Tomorrow, Jeff and I head for Germany and a long-anticipated Christmas visit with my brother's family. But we've had such a great time in Amsterdam, with many fiber-related adventures, and want to recap them here while things are still fresh in my mind. Before I forget -- I worked on my socks on the plane a bit, but didn't finish them as I'd hoped.

On our first day here, we were able to check into our hotel early. We headed out straight away to get our bearings and keep ourselves active and awake in an effort to stave off jet lag. And it just so happened that one of the places we wandered by is de Afstap in the Grachtengordel West neighborhood. They had a wide range of Rowan yarns, and kits for complicated stranded ponchos in bright colors -- a whole room full of them. One of the staff told me that they did a lot of commissioned knitting work, and that they had over 10 people employed making custom knitwear. One of their biggest areas of business was in knitting for local theater costumers. What a great gig -- but it sounds very high-pressure to me.
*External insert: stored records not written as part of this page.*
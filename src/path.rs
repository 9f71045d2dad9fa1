//! Vault path helpers
//!
//! Vault paths are `/`-separated strings relative to the vault root, with no
//! leading or trailing slash. These helpers never touch the filesystem.

/// Normalize a user-supplied vault path
///
/// Runs of `/` and `\` collapse to a single `/`, leading and trailing
/// slashes are trimmed, and non-breaking spaces become plain spaces.
/// An empty input stays empty.
pub fn normalize_path(path: &str) -> String {
    let mut out = String::with_capacity(path.len());
    let mut last_was_sep = false;

    for c in path.chars() {
        match c {
            '/' | '\\' => {
                if !last_was_sep {
                    out.push('/');
                }
                last_was_sep = true;
            }
            '\u{00A0}' | '\u{202F}' => {
                out.push(' ');
                last_was_sep = false;
            }
            _ => {
                out.push(c);
                last_was_sep = false;
            }
        }
    }

    out.trim_matches('/').to_string()
}

/// True when `path` is `prefix` itself or nested under it
pub fn is_within(path: &str, prefix: &str) -> bool {
    if prefix.is_empty() {
        return false;
    }
    path == prefix
        || path
            .strip_prefix(prefix)
            .is_some_and(|rest| rest.starts_with('/'))
}

/// Folders containing `path`, deepest first
///
/// `"a/b/c.md"` yields `"a/b"` then `"a"`. A file at the vault root has
/// no containing folders.
pub fn ancestor_folders(path: &str) -> impl Iterator<Item = &str> {
    let mut current = parent(path);
    std::iter::from_fn(move || {
        let folder = current?;
        current = parent(folder);
        Some(folder)
    })
}

/// The containing folder of `path`, or `None` at the vault root
pub fn parent(path: &str) -> Option<&str> {
    path.rfind('/').map(|idx| &path[..idx]).filter(|p| !p.is_empty())
}

/// Final path segment
pub fn file_name(path: &str) -> &str {
    path.rsplit('/').next().unwrap_or(path)
}

/// Final segment without its extension
pub fn basename(path: &str) -> &str {
    let name = file_name(path);
    match name.rfind('.') {
        Some(idx) if idx > 0 => &name[..idx],
        _ => name,
    }
}

/// Extension of the final segment, without the dot
pub fn extension(path: &str) -> &str {
    let name = file_name(path);
    match name.rfind('.') {
        Some(idx) if idx > 0 => &name[idx + 1..],
        _ => "",
    }
}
Yesterday, we visited the Van Gogh Museum, where I had the pleasant surprise of seeing a red lacquered box in which Vincent kept different colors of wool which he would twist together to test color combinations. Much of the museum was dedicated to discussing Van Gogh's interest in color theory; how cool to think that some of the startling colors in his beautiful paintings might have gotten their start with bits of yarn. He, along with some fellow artists, was interested in weavers as subjects -- he made several studies of them, including some "doodles" in a letter.

And this morning at a weekend outdoor market, we came across stalls of second-hand knitwear, much of it obviously done by hand. It was the Northern European equivalent of a pile of t-shirts at Goodwill. Among them were lines of used mittens -- mismatched and a bit grubby, but many of them knit by hand.
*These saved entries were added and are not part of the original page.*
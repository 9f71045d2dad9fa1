//! Plugin settings
//!
//! Settings live inside the vault at `.autotemplate/data.json`, so each vault
//! carries its own template configuration. Every key is optional: partial or
//! older data is merged under the defaults.

use anyhow::{Context, Result};
use serde::{Deserialize, Serialize};
use std::collections::BTreeMap;
use std::path::Path;
use tracing::warn;

use crate::error::SettingsError;
use crate::path::normalize_path;
use crate::storage::Storage;

/// Location of the settings file, relative to the vault root
pub const SETTINGS_PATH: &str = ".autotemplate/data.json";

/// Template configuration for a vault
#[derive(Debug, Clone, Default, PartialEq, Eq, Serialize, Deserialize)]
#[serde(rename_all = "camelCase", default)]
pub struct Settings {
    /// Fallback template; empty means none configured
    pub default_template: String,
    /// Folder path to template path overrides
    pub folder_templates: BTreeMap<String, String>,
    /// Path prefixes where templates are never applied
    pub ignore_paths: Vec<String>,
}

impl Settings {
    /// Parse settings from JSON, filling in defaults for missing keys
    pub fn from_json(content: &str) -> std::result::Result<Self, SettingsError> {
        Ok(serde_json::from_str(content)?)
    }

    /// Load settings from storage
    ///
    /// A vault without a settings file gets the defaults.
    pub fn load(storage: &dyn Storage) -> Result<Self> {
        let path = Path::new(SETTINGS_PATH);
        if !storage.exists(path) {
            return Ok(Self::default());
        }

        let content = storage.read_to_string(path)?;
        Self::from_json(&content).with_context(|| format!("Failed to parse {}", SETTINGS_PATH))
    }

    /// Load settings or fall back to defaults if they cannot be read
    pub fn load_or_default(storage: &dyn Storage) -> Self {
        Self::load(storage).unwrap_or_else(|e| {
            warn!(error = %e, "using default settings");
            Self::default()
        })
    }

    /// Write the whole settings object back to storage
    pub fn save(&self, storage: &dyn Storage) -> Result<()> {
        let path = Path::new(SETTINGS_PATH);
        if let Some(dir) = path.parent() {
            storage.create_dir_all(dir)?;
        }

        let content = serde_json::to_string_pretty(self).context("Failed to serialize settings")?;
        storage.write(path, &content)
    }

    pub fn set_default_template(&mut self, template: &str) {
        self.default_template = normalize_path(template);
    }

    /// Point `folder` at `template`, replacing any existing override
    pub fn set_folder_template(&mut self, folder: &str, template: &str) {
        self.folder_templates
            .insert(normalize_path(folder), normalize_path(template));
    }

    /// Add the blank row a new override starts from
    pub fn add_folder_placeholder(&mut self) {
        self.folder_templates.entry(String::new()).or_default();
    }

    /// Move an override to a different folder, keeping its template
    ///
    /// Renaming to an empty folder drops the override.
    pub fn rename_folder(&mut self, old: &str, new: &str) -> std::result::Result<(), SettingsError> {
        let new = normalize_path(new);
        if new == old {
            return Ok(());
        }

        let template = self
            .folder_templates
            .remove(old)
            .ok_or_else(|| SettingsError::UnknownFolder(old.to_string()))?;
        if !new.is_empty() {
            self.folder_templates.insert(new, template);
        }
        Ok(())
    }

    pub fn remove_folder_template(&mut self, folder: &str) -> std::result::Result<(), SettingsError> {
        self.folder_templates
            .remove(folder)
            .map(|_| ())
            .ok_or_else(|| SettingsError::UnknownFolder(folder.to_string()))
    }

    /// Ignore everything under `path`
    pub fn add_ignore_path(&mut self, path: &str) -> std::result::Result<(), SettingsError> {
        let path = normalize_path(path);
        if self.ignore_paths.contains(&path) {
            return Err(SettingsError::DuplicateIgnorePath(path));
        }
        self.ignore_paths.push(path);
        Ok(())
    }

    /// Replace an ignored path in place; an empty replacement removes it
    pub fn update_ignore_path(&mut self, old: &str, new: &str) -> std::result::Result<(), SettingsError> {
        let index = self
            .ignore_paths
            .iter()
            .position(|p| p == old)
            .ok_or_else(|| SettingsError::UnknownIgnorePath(old.to_string()))?;

        let new = normalize_path(new);
        if new.is_empty() {
            self.ignore_paths.remove(index);
            return Ok(());
        }
        if new != old && self.ignore_paths.contains(&new) {
            return Err(SettingsError::DuplicateIgnorePath(new));
        }
        self.ignore_paths[index] = new;
        Ok(())
    }

    pub fn remove_ignore_path(&mut self, path: &str) -> std::result::Result<(), SettingsError> {
        let index = self
            .ignore_paths
            .iter()
            .position(|p| p == path)
            .ok_or_else(|| SettingsError::UnknownIgnorePath(path.to_string()))?;
        self.ignore_paths.remove(index);
        Ok(())
    }
}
But this afternoon was the best! After a sober visit to the Anne Frank House and the municipal Amsterdam Museum, I made my way to the Spiegelkwartier through some cold drizzle to visit Penelope Craft, the other shop I'd identified previously. And although I knew he frequented the shop, I was surprised to see Stephen West, mister Westknits himself, right there! He graciously showed me some local yarns, of which I picked up a couple of brownish skeins, and we chatted about yarn and designs and color. Well, mostly I went on and on, but he was very kind to listen and happy to let me take a picture with him. And while he wasn't wearing his trademark swants, he had just released his Carol of the Swants video!


It was a great way to round out our Amsterdam trip. I got a copy of his book, Words of Wisdom, and I even have an errand I've been tasked with back home. I only got to meet the owner, Malia, for a moment, but then, she's a busy woman.
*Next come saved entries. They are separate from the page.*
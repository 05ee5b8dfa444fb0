use std::sync::{Arc, Mutex};

use anyhow::{anyhow, Context, Result};
use async_trait::async_trait;
use futures::future::{AbortHandle, Abortable, Aborted};
use reqwest::Client;
use shared::{
    error::ApiError,
    protocol::{ContactReceipt, ContactSubmission},
};
use thiserror::Error;
use tracing::debug;

use crate::{config::ClientConfig, lock};

const CONTACT_ROUTE: &str = "contact";

#[derive(Debug, Clone, PartialEq, Eq, Error)]
pub enum FetchError {
    #[error("network error while fetching {locator}: {message}")]
    Network { locator: String, message: String },
    #[error("failed to load {locator} (HTTP {status})")]
    Status { locator: String, status: u16 },
    #[error("request for {locator} was superseded")]
    Cancelled { locator: String },
}

impl FetchError {
    pub fn network(locator: &str, message: impl ToString) -> Self {
        FetchError::Network {
            locator: locator.to_string(),
            message: message.to_string(),
        }
    }

    pub fn is_cancelled(&self) -> bool {
        matches!(self, FetchError::Cancelled { .. })
    }
}

#[async_trait]
pub trait ResourceFetcher: Send + Sync {
    async fn fetch_text(&self, locator: &str) -> Result<String, FetchError>;
}

#[async_trait]
pub trait ContactSender: Send + Sync {
    async fn submit(&self, submission: &ContactSubmission) -> Result<ContactReceipt>;
}

pub struct HttpFetcher {
    http: Client,
    config: ClientConfig,
}

impl HttpFetcher {
    pub fn new(config: ClientConfig) -> Result<Self> {
        let http = Client::builder()
            .timeout(config.request_timeout)
            .build()
            .context("failed to build http client")?;
        Ok(Self { http, config })
    }

    pub fn config(&self) -> &ClientConfig {
        &self.config
    }
}

#[async_trait]
impl ResourceFetcher for HttpFetcher {
    async fn fetch_text(&self, locator: &str) -> Result<String, FetchError> {
        let url = self
            .config
            .resolve(locator)
            .map_err(|err| FetchError::network(locator, err))?;
        let response = self
            .http
            .get(url)
            .send()
            .await
            .map_err(|err| FetchError::network(locator, err))?;
        let status = response.status();
        if !status.is_success() {
            return Err(FetchError::Status {
                locator: locator.to_string(),
                status: status.as_u16(),
            });
        }
        response
            .text()
            .await
            .map_err(|err| FetchError::network(locator, err))
    }
}

#[async_trait]
impl ContactSender for HttpFetcher {
    async fn submit(&self, submission: &ContactSubmission) -> Result<ContactReceipt> {
        let url = self.config.resolve(CONTACT_ROUTE)?;
        let response = self
            .http
            .post(url)
            .json(submission)
            .send()
            .await
            .context("failed to reach contact endpoint")?;
        if !response.status().is_success() {
            let status = response.status();
            return match response.json::<ApiError>().await {
                Ok(api_error) => Err(anyhow!("{} (HTTP {status})", api_error.message)),
                Err(_) => Err(anyhow!("contact submission rejected (HTTP {status})")),
            };
        }
        Ok(response.json().await?)
    }
}

/// Ownership token for one request on a [`FetchChannel`]. Tokens are issued
/// in increasing order; only the most recently issued one may complete.
#[derive(Debug, Clone, Copy, PartialEq, Eq, PartialOrd, Ord, Hash)]
pub struct RequestToken(u64);

struct InFlightRequest {
    token: RequestToken,
    locator: String,
    abort: AbortHandle,
}

#[derive(Default)]
struct ChannelSlot {
    latest: u64,
    in_flight: Option<InFlightRequest>,
}

/// A logical request channel: issuing a new token cancels whatever the
/// previous token still has outstanding, and a cancelled request settles as
/// [`FetchError::Cancelled`] instead of delivering its response.
pub struct FetchChannel {
    fetcher: Arc<dyn ResourceFetcher>,
    slot: Mutex<ChannelSlot>,
}

impl FetchChannel {
    pub fn new(fetcher: Arc<dyn ResourceFetcher>) -> Self {
        Self {
            fetcher,
            slot: Mutex::new(ChannelSlot::default()),
        }
    }

    pub fn issue(&self) -> RequestToken {
        let mut slot = lock(&self.slot);
        slot.latest += 1;
        if let Some(previous) = slot.in_flight.take() {
            previous.abort.abort();
            debug!(locator = %previous.locator, "cancelled superseded request");
        }
        RequestToken(slot.latest)
    }

    pub fn is_current(&self, token: RequestToken) -> bool {
        lock(&self.slot).latest == token.0
    }

    pub fn has_in_flight(&self) -> bool {
        lock(&self.slot).in_flight.is_some()
    }

    /// Invalidates the current token. Returns whether a request was pending.
    pub fn cancel(&self) -> bool {
        let mut slot = lock(&self.slot);
        slot.latest += 1;
        match slot.in_flight.take() {
            Some(pending) => {
                pending.abort.abort();
                debug!(locator = %pending.locator, "cancelled pending request");
                true
            }
            None => false,
        }
    }

    pub async fn fetch(&self, token: RequestToken, locator: &str) -> Result<String, FetchError> {
        let (abort, registration) = AbortHandle::new_pair();
        {
            let mut slot = lock(&self.slot);
            if slot.latest != token.0 {
                return Err(FetchError::Cancelled {
                    locator: locator.to_string(),
                });
            }
            if let Some(previous) = slot.in_flight.replace(InFlightRequest {
                token,
                locator: locator.to_string(),
                abort,
            }) {
                previous.abort.abort();
            }
        }

        let outcome = Abortable::new(self.fetcher.fetch_text(locator), registration).await;

        {
            let mut slot = lock(&self.slot);
            if slot
                .in_flight
                .as_ref()
                .is_some_and(|pending| pending.token == token)
            {
                slot.in_flight = None;
            }
        }

        match outcome {
            Ok(result) => result,
            Err(Aborted) => Err(FetchError::Cancelled {
                locator: locator.to_string(),
            }),
        }
    }
}

#[cfg(test)]
#[path = "tests/fetcher_tests.rs"]
mod tests;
So it's on to Germany, where breiwerk will become stricken...



  1. It sounds like you had a wonderful visit to Amsterdam. How wonderful to meet Steven West in his natural habitat! I hope the holiday fun continues in Germany.

  2. What a great knitting adventure, Steven!

  3. I know it was probably a pain to blog from afar, but I'm glad you did!

    We had watched the Merry Swantsmas video earlier in the day. That song is a real earworm. I am trying to convince Boy 2 that swants would be perfect for him. So far he's not buying it.

    Have fun on the next leg of your trip. I wonder how many Regia yarn sightings you will have in the mother country (on feet or otherwise)?

  4. I'm jealous of you meeting Steven West! I really want his books though think you can only get them in London, here.
    Sounds like you and Jeff had a great time.
    Interesting little snippet re box of yarns, too. Didn't know that.
    Linda x

  5. Rereading your blog post as we will have a short stay in Rotterdam and Amsterdam on our way to the UK next April. I had Stephen & Penelope's shop on my list but not de Afstap. I never get done half of what I have on my holiday itineraries, but it's fun to make plans anyway.

    Van Gogh's yarn box is fascinating, I'd forgotten about that!